Data records
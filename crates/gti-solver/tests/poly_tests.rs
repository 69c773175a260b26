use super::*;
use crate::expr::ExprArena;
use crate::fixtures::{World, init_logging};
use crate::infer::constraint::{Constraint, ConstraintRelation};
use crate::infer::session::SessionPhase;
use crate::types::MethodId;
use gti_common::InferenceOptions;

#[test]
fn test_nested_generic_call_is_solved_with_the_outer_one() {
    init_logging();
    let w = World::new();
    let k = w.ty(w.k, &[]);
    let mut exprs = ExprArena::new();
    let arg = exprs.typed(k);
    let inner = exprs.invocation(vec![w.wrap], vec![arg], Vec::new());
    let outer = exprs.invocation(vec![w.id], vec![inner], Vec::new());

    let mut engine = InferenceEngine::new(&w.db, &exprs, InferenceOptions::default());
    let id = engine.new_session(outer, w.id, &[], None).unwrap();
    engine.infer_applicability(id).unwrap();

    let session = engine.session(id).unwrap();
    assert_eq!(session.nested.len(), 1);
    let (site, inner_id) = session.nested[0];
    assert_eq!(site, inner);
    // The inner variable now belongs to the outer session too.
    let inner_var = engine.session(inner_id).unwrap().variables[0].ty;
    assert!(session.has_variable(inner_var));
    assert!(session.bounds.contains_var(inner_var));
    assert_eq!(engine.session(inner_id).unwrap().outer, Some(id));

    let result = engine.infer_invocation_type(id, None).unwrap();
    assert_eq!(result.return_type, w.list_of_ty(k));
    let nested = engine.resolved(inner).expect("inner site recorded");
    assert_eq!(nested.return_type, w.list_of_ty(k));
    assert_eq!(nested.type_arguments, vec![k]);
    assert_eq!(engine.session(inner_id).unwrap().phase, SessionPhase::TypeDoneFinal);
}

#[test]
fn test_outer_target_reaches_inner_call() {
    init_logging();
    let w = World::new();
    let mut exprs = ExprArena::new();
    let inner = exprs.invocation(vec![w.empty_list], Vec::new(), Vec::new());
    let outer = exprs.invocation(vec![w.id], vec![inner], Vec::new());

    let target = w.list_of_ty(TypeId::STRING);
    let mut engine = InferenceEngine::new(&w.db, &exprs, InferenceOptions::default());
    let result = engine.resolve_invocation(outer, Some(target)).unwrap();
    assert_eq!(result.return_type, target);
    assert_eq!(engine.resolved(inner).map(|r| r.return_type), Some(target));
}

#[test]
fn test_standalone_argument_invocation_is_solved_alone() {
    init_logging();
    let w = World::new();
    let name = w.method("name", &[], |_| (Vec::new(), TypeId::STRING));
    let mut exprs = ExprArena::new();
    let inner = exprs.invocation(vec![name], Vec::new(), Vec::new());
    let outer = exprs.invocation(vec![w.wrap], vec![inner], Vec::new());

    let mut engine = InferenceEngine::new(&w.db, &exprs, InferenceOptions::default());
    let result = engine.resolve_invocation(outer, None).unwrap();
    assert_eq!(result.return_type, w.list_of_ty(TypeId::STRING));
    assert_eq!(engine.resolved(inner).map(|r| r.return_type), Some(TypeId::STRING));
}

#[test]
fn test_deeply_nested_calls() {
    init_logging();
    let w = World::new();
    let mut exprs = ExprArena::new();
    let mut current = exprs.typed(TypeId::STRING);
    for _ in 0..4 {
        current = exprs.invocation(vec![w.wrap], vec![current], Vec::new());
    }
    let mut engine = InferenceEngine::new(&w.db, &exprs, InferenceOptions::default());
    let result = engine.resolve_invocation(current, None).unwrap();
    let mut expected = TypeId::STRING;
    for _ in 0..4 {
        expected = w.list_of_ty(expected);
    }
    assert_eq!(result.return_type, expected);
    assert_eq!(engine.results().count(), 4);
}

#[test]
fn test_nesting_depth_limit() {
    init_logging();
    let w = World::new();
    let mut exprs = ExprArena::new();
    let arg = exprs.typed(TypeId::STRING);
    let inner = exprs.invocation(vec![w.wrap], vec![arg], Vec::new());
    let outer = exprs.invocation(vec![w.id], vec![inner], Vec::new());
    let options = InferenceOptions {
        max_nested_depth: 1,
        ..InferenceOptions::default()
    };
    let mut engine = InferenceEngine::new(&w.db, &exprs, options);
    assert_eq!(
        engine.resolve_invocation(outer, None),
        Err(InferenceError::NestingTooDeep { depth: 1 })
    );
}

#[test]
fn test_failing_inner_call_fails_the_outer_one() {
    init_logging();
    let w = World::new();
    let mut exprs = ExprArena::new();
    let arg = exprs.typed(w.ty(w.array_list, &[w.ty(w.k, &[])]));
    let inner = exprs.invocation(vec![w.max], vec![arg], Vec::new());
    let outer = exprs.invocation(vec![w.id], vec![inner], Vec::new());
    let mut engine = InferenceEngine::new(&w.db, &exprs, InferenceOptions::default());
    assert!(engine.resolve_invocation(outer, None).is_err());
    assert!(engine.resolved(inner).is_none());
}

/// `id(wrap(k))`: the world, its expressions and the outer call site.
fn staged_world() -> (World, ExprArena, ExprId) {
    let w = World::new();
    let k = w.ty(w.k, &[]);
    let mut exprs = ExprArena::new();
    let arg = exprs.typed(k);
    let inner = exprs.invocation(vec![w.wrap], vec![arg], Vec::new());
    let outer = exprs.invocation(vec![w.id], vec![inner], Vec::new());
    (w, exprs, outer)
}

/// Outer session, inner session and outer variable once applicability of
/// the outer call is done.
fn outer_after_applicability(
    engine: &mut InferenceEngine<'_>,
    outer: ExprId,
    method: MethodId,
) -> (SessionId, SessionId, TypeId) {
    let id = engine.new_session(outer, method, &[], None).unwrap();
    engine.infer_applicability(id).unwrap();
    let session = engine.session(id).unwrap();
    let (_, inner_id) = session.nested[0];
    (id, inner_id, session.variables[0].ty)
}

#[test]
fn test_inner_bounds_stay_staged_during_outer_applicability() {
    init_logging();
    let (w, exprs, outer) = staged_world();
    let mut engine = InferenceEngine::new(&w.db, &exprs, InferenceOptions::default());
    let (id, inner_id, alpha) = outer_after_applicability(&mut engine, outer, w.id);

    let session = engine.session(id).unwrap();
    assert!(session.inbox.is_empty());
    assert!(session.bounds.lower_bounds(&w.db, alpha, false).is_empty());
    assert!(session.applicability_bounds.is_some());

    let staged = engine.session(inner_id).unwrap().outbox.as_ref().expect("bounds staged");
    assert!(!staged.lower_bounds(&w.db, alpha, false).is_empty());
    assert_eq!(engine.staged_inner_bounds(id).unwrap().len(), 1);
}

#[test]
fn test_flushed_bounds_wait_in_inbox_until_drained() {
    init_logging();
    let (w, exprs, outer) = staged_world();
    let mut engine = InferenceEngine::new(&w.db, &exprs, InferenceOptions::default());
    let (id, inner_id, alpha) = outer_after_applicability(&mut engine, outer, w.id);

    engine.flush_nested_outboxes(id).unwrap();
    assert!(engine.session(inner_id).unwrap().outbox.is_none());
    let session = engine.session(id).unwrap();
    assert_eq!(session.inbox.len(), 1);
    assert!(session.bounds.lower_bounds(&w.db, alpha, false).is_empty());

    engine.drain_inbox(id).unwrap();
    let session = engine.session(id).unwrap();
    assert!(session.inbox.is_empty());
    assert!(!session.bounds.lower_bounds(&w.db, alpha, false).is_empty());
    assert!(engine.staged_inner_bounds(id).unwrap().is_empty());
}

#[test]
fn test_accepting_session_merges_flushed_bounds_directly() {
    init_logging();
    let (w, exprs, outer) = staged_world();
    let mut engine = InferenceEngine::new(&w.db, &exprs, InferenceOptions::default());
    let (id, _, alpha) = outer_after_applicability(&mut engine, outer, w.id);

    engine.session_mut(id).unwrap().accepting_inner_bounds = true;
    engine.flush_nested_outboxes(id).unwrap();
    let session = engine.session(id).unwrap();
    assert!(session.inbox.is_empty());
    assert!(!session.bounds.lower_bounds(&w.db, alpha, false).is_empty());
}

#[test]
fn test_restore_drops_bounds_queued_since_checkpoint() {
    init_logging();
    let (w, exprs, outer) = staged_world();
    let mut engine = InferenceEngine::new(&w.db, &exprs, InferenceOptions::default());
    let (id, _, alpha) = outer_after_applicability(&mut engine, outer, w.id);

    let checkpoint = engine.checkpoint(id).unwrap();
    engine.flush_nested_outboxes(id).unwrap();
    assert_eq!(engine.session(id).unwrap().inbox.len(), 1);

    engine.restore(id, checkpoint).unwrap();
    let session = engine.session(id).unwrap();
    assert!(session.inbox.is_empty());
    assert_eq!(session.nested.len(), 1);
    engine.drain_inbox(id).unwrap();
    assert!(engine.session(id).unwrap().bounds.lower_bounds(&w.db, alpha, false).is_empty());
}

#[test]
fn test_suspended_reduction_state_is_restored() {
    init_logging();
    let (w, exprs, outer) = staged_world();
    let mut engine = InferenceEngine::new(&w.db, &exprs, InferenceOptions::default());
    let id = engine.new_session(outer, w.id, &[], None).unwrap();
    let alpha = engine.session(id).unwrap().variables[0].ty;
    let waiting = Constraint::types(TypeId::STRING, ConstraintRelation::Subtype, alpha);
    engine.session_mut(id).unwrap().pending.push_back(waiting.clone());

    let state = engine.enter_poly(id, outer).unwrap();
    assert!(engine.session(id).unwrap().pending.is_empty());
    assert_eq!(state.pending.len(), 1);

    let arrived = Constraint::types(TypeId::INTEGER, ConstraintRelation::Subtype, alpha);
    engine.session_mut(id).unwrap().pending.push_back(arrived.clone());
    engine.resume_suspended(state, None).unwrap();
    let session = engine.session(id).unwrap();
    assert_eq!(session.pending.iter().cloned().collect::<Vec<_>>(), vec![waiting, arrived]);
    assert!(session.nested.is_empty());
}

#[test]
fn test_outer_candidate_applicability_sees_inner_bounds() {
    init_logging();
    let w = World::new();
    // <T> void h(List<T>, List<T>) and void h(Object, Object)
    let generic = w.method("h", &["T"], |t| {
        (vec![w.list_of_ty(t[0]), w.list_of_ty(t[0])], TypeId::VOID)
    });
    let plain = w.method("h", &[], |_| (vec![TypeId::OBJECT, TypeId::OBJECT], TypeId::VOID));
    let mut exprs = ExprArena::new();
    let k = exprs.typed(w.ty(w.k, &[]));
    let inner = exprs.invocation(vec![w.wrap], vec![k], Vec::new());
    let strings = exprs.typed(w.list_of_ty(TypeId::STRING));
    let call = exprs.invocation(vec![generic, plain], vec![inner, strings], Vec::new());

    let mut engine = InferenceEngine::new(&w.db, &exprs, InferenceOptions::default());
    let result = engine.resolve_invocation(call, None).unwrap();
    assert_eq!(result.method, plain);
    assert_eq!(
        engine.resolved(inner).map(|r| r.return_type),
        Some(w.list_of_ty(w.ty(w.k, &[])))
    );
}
==
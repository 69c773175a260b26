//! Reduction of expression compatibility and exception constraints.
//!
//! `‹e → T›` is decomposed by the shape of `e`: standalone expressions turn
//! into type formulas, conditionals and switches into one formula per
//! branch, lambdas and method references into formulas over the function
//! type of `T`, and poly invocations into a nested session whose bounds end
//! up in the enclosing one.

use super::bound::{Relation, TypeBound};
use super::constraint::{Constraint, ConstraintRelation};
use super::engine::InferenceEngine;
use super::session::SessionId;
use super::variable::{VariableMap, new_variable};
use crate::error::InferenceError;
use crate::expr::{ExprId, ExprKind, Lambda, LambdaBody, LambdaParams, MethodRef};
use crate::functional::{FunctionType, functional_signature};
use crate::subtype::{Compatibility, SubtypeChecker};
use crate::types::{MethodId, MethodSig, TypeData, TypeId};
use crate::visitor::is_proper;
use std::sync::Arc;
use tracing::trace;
* * *
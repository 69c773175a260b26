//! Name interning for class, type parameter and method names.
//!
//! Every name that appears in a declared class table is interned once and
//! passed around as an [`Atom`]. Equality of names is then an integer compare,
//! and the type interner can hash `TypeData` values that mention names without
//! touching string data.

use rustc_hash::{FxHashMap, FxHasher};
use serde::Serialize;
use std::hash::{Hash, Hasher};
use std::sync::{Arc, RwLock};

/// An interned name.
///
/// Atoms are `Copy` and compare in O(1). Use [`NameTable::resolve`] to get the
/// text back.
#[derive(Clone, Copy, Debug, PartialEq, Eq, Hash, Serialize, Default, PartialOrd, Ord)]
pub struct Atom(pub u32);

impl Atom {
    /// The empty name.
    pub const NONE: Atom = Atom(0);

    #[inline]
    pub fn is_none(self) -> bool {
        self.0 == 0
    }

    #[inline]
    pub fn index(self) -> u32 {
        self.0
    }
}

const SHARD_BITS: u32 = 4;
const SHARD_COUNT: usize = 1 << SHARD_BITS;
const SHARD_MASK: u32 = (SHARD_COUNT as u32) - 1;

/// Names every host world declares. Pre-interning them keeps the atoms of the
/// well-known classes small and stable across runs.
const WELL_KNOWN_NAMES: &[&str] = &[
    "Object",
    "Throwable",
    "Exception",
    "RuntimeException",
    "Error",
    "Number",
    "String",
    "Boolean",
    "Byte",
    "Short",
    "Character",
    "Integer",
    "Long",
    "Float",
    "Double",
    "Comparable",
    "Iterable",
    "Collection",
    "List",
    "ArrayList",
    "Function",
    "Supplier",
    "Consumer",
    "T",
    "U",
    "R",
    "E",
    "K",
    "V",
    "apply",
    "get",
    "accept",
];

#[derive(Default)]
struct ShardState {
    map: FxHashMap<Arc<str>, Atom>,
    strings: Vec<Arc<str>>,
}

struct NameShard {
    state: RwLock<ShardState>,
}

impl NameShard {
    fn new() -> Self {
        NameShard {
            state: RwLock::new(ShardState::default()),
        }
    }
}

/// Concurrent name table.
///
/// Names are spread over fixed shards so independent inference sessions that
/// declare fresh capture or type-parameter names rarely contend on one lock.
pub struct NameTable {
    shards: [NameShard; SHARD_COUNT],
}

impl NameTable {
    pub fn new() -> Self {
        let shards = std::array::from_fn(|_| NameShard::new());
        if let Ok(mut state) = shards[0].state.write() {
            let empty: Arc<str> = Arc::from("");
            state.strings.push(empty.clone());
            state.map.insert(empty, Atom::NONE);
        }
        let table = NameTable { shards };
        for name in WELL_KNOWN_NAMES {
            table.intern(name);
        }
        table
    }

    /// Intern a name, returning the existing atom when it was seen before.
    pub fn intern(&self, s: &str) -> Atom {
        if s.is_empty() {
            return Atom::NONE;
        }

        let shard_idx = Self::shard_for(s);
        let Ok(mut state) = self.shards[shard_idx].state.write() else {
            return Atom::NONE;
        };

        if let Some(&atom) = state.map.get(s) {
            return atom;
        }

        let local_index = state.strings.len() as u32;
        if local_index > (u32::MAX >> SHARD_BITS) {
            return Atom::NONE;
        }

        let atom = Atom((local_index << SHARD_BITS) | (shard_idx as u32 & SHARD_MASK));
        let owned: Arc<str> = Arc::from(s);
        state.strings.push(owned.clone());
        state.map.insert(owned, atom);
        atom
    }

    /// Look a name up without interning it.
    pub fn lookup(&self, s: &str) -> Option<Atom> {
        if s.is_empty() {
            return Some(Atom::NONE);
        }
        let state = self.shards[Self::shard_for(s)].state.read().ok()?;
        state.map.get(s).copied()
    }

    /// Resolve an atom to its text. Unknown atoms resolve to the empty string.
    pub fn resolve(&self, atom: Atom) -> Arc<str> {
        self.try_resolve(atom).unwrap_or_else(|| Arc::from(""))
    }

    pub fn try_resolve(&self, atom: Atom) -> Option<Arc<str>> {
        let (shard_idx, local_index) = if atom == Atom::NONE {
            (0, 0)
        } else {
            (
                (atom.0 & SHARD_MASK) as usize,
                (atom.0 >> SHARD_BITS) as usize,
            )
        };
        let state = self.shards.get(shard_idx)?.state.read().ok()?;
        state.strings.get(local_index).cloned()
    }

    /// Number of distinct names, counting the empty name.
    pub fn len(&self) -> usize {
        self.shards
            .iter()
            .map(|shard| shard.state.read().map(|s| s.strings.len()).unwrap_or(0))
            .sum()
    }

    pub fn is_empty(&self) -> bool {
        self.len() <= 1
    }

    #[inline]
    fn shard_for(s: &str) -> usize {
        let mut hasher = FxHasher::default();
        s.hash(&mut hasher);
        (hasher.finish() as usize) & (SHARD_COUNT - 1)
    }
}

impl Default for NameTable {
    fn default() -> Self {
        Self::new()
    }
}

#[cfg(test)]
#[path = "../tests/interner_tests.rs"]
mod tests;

Work to complete
Go through the entries and filter for lines holding the word "tests"; copy each match.

Result for this exercise
filename crates/gti-solver/tests/poly_tests.rs
#[path = "../tests/interner_tests.rs"]
mod tests;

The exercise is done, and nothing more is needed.